■ Assignment
When you reach the line containing "pub struct CopyOptions" in the records below, start copying exactly, and stop once you have copied the line containing "let Some(record) = self.tasks.get(index)".
*** Opening of Data for processing ***
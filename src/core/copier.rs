//! Parallel copy of enumerated files into the destination root.

use std::fs::{self, File};
use std::io::{BufReader, BufWriter, Read, Write};
use std::path::Path;
use std::sync::Mutex;
use std::sync::atomic::{AtomicUsize, Ordering};
use std::time::{Duration, Instant};

use rayon::ThreadPoolBuilder;
use tokio_util::sync::CancellationToken;
use tracing::{Span, debug, error, info, warn};

use crate::core::models::{CopyFailure, CopyOutcome, CopyResult, FileHash, FileRecord};
use crate::core::progress::{ProgressTracker, throughput_mbps, to_mb};
use crate::error::{Result, SyncError};

/// Buffer size for file I/O operations (128KB for optimal throughput)
const BUFFER_SIZE: usize = 128 * 1024;

/// Files per worker before the pool grows by one thread.
const FILES_PER_WORKER: usize = 100;

#[derive(Debug, Clone)]
pub struct CopyOptions {
    pub workers_min: usize,
    pub workers_max: usize,
    /// Log a progress line every N completions.
    pub progress_every: u64,
    /// Whether to fsync each file after writing (safer but slower)
    pub sync_files: bool,
    /// Hash file contents while copying, for later verification.
    pub hash_files: bool,
}

impl Default for CopyOptions {
    fn default() -> Self {
        Self {
            workers_min: 4,
            workers_max: 16,
            progress_every: 100,
            sync_files: false,
            hash_files: false,
        }
    }
}

#[derive(Debug, Default)]
pub struct CopyReport {
    pub files_total: u64,
    pub files_copied: u64,
    pub bytes_copied: u64,
    pub workers: usize,
    pub elapsed: Duration,
    pub failures: Vec<CopyFailure>,
    pub hashes: Vec<FileHash>,
    /// Cancellation arrived before every file was attempted.
    pub cancelled: bool,
}

impl CopyReport {
    pub fn throughput_mbps(&self) -> f64 {
        throughput_mbps(self.bytes_copied, self.elapsed)
    }
}

/// Pool size for `file_count` files: one worker per hundred files, held
/// within `[min, max]`.
pub fn worker_count(file_count: usize, min: usize, max: usize) -> usize {
    let min = min.max(1);
    let max = max.max(min);
    file_count.div_ceil(FILES_PER_WORKER).clamp(min, max)
}

/// Shared state of one copy stage. Workers pull tasks by index from a queue
/// sorted largest-first.
struct CopyJob<'a> {
    tasks: Vec<&'a FileRecord>,
    next: AtomicUsize,
    destination: &'a Path,
    options: &'a CopyOptions,
    cancel: &'a CancellationToken,
    progress: ProgressTracker,
    failures: Mutex<Vec<CopyFailure>>,
    hashes: Mutex<Vec<FileHash>>,
}

impl CopyJob<'_> {
    fn run_worker(&self) {
        loop {
            if self.cancel.is_cancelled() {
                break;
            }

            let index = self.next.fetch_add(1, Ordering::Relaxed);
            let Some(record) = self.tasks.get(index) else {
                break;
            };

            let outcome = copy_record(record, self.destination, self.options);
            self.finish(record, outcome);
        }
    }

    fn finish(&self, record: &FileRecord, outcome: CopyOutcome) {
        let snapshot = match outcome.result {
            CopyResult::Copied { bytes, hash } => {
                debug!(file = %record.relative_path.display(), bytes, "Copied file");

                if let Some(hash) = hash {
                    lock(&self.hashes).push(FileHash {
                        relative_path: record.relative_path.clone(),
                        hash,
                        size: bytes,
                    });
                }

                self.progress.record_success(bytes)
            }
            CopyResult::Failed { message } => {
                error!(
                    file = %outcome.source_path.display(),
                    dest = %outcome.dest_path.display(),
                    error = %message,
                    "Failed to copy file"
                );

                lock(&self.failures).push(CopyFailure {
                    relative_path: record.relative_path.clone(),
                    message,
                });

                self.progress.record_failure()
            }
        };

        if let Some(snapshot) = snapshot {
            info!(
                completed = snapshot.completed,
                total = snapshot.total_files,
                percent = format!("{:.1}", snapshot.percentage()),
                copied_mb = format!("{:.2}", snapshot.copied_mb()),
                "Copy progress"
            );
        }
    }
}

/// A poisoned lock only means another worker panicked mid-push; the data is
/// still a plain list.
fn lock<T>(mutex: &Mutex<T>) -> std::sync::MutexGuard<'_, T> {
    mutex.lock().unwrap_or_else(|poisoned| poisoned.into_inner())
}

/// Copy every record to `destination/<relative_path>` on a bounded pool.
///
/// A failing file is logged and recorded in the report, never aborting the
/// others. Cancellation stops workers from taking new files; copies already
/// running complete.
pub fn copy_all(
    records: &[FileRecord],
    destination: &Path,
    options: &CopyOptions,
    cancel: &CancellationToken,
) -> Result<CopyReport> {
    let mut tasks: Vec<&FileRecord> = records.iter().collect();
    tasks.sort_by(|a, b| b.size_bytes.cmp(&a.size_bytes));

    let workers = worker_count(tasks.len(), options.workers_min, options.workers_max);
    let pool = ThreadPoolBuilder::new()
        .num_threads(workers)
        .thread_name(|i| format!("copy-{i}"))
        .build()
        .map_err(|source| SyncError::WorkerPool { workers, source })?;

    let total_bytes: u64 = records.iter().map(|r| r.size_bytes).sum();
    info!(
        files = records.len(),
        total_mb = format!("{:.2}", to_mb(total_bytes)),
        workers,
        "Starting copy"
    );

    let job = CopyJob {
        tasks,
        next: AtomicUsize::new(0),
        destination,
        options,
        cancel,
        progress: ProgressTracker::new(records.len() as u64, options.progress_every),
        failures: Mutex::new(Vec::new()),
        hashes: Mutex::new(Vec::new()),
    };

    let start_time = Instant::now();
    // Pool threads do not inherit the caller's span.
    let span = Span::current();
    pool.scope(|scope| {
        for _ in 0..workers {
            scope.spawn(|_| {
                let _enter = span.enter();
                job.run_worker();
            });
        }
    });
    let elapsed = start_time.elapsed();

    let files_total = records.len() as u64;
    let completed = job.progress.completed();
    let cancelled = completed < files_total;
    if cancelled {
        warn!(
            completed,
            remaining = files_total - completed,
            "Copy cancelled before all files were attempted"
        );
    }

    let report = CopyReport {
        files_total,
        files_copied: job.progress.succeeded(),
        bytes_copied: job.progress.bytes_copied(),
        workers,
        elapsed,
        failures: job.failures.into_inner().unwrap_or_else(|p| p.into_inner()),
        hashes: job.hashes.into_inner().unwrap_or_else(|p| p.into_inner()),
        cancelled,
    };

    info!(
        files_copied = report.files_copied,
        failed = report.failures.len(),
        elapsed_secs = format!("{:.2}", elapsed.as_secs_f64()),
        speed_mbps = format!("{:.2}", report.throughput_mbps()),
        "Copy stage complete"
    );

    Ok(report)
}

fn copy_record(record: &FileRecord, destination: &Path, options: &CopyOptions) -> CopyOutcome {
    let dest_path = destination.join(&record.relative_path);

    let result = ensure_parent(&dest_path)
        .and_then(|()| copy_single_file(&record.source_path, &dest_path, options));

    CopyOutcome {
        source_path: record.source_path.clone(),
        dest_path,
        result: match result {
            Ok((bytes, hash)) => CopyResult::Copied { bytes, hash },
            Err(message) => CopyResult::Failed { message },
        },
    }
}

/// `create_dir_all` tolerates directories created concurrently by other
/// workers.
fn ensure_parent(dest: &Path) -> Result<(), String> {
    match dest.parent() {
        Some(parent) => fs::create_dir_all(parent)
            .map_err(|e| format!("Failed to create parent directory: {}", e)),
        None => Ok(()),
    }
}

/// Copy a single file with metadata preservation.
///
/// Returns bytes written and, if requested, the BLAKE3 hash of the bytes read.
/// Permissions and timestamps are part of a correct copy, so failing to apply
/// them fails the file.
fn copy_single_file(
    source: &Path,
    dest: &Path,
    options: &CopyOptions,
) -> Result<(u64, Option<[u8; 32]>), String> {
    let source_metadata =
        fs::metadata(source).map_err(|e| format!("Failed to read source metadata: {}", e))?;

    let source_file =
        File::open(source).map_err(|e| format!("Failed to open source file: {}", e))?;
    let mut reader = BufReader::with_capacity(BUFFER_SIZE, source_file);

    let dest_file =
        File::create(dest).map_err(|e| format!("Failed to create destination file: {}", e))?;
    let mut writer = BufWriter::with_capacity(BUFFER_SIZE, dest_file);

    let mut hasher = options.hash_files.then(blake3::Hasher::new);
    let mut buffer = vec![0u8; BUFFER_SIZE];
    let mut bytes_written: u64 = 0;

    loop {
        let bytes_read = reader
            .read(&mut buffer)
            .map_err(|e| format!("Failed to read from source: {}", e))?;

        if bytes_read == 0 {
            break;
        }

        writer
            .write_all(&buffer[..bytes_read])
            .map_err(|e| format!("Failed to write to destination: {}", e))?;

        if let Some(hasher) = hasher.as_mut() {
            hasher.update(&buffer[..bytes_read]);
        }

        bytes_written += bytes_read as u64;
    }

    let inner = writer
        .into_inner()
        .map_err(|e| format!("Failed to flush destination file: {}", e.error()))?;

    if options.sync_files {
        inner
            .sync_all()
            .map_err(|e| format!("Failed to sync file: {}", e))?;
    }
    drop(inner);

    fs::set_permissions(dest, source_metadata.permissions())
        .map_err(|e| format!("Failed to set file permissions: {}", e))?;

    let atime = filetime::FileTime::from_last_access_time(&source_metadata);
    let mtime = filetime::FileTime::from_last_modification_time(&source_metadata);
    filetime::set_file_times(dest, atime, mtime)
        .map_err(|e| format!("Failed to preserve file timestamps: {}", e))?;

    Ok((bytes_written, hasher.map(|h| *h.finalize().as_bytes())))
}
*** Close of Data for processing ***
■ Reply
pub struct CopyOptions {
    pub workers_min: usize,
    pub workers_max: usize,
    /// Log a progress line every N completions.
    pub progress_every: u64,
    /// Whether to fsync each file after writing (safer but slower)
    pub sync_files: bool,
    /// Hash file contents while copying, for later verification.
    pub hash_files: bool,
}

impl Default for CopyOptions {
    fn default() -> Self {
        Self {
            workers_min: 4,
            workers_max: 16,
            progress_every: 100,
            sync_files: false,
            hash_files: false,
        }
    }
}

#[derive(Debug, Default)]
pub struct CopyReport {
    pub files_total: u64,
    pub files_copied: u64,
    pub bytes_copied: u64,
    pub workers: usize,
    pub elapsed: Duration,
    pub failures: Vec<CopyFailure>,
    pub hashes: Vec<FileHash>,
    /// Cancellation arrived before every file was attempted.
    pub cancelled: bool,
}

impl CopyReport {
    pub fn throughput_mbps(&self) -> f64 {
        throughput_mbps(self.bytes_copied, self.elapsed)
    }
}

/// Pool size for `file_count` files: one worker per hundred files, held
/// within `[min, max]`.
pub fn worker_count(file_count: usize, min: usize, max: usize) -> usize {
    let min = min.max(1);
    let max = max.max(min);
    file_count.div_ceil(FILES_PER_WORKER).clamp(min, max)
}

/// Shared state of one copy stage. Workers pull tasks by index from a queue
/// sorted largest-first.
struct CopyJob<'a> {
    tasks: Vec<&'a FileRecord>,
    next: AtomicUsize,
    destination: &'a Path,
    options: &'a CopyOptions,
    cancel: &'a CancellationToken,
    progress: ProgressTracker,
    failures: Mutex<Vec<CopyFailure>>,
    hashes: Mutex<Vec<FileHash>>,
}

impl CopyJob<'_> {
    fn run_worker(&self) {
        loop {
            if self.cancel.is_cancelled() {
                break;
            }

            let index = self.next.fetch_add(1, Ordering::Relaxed);
            let Some(record) = self.tasks.get(index) else {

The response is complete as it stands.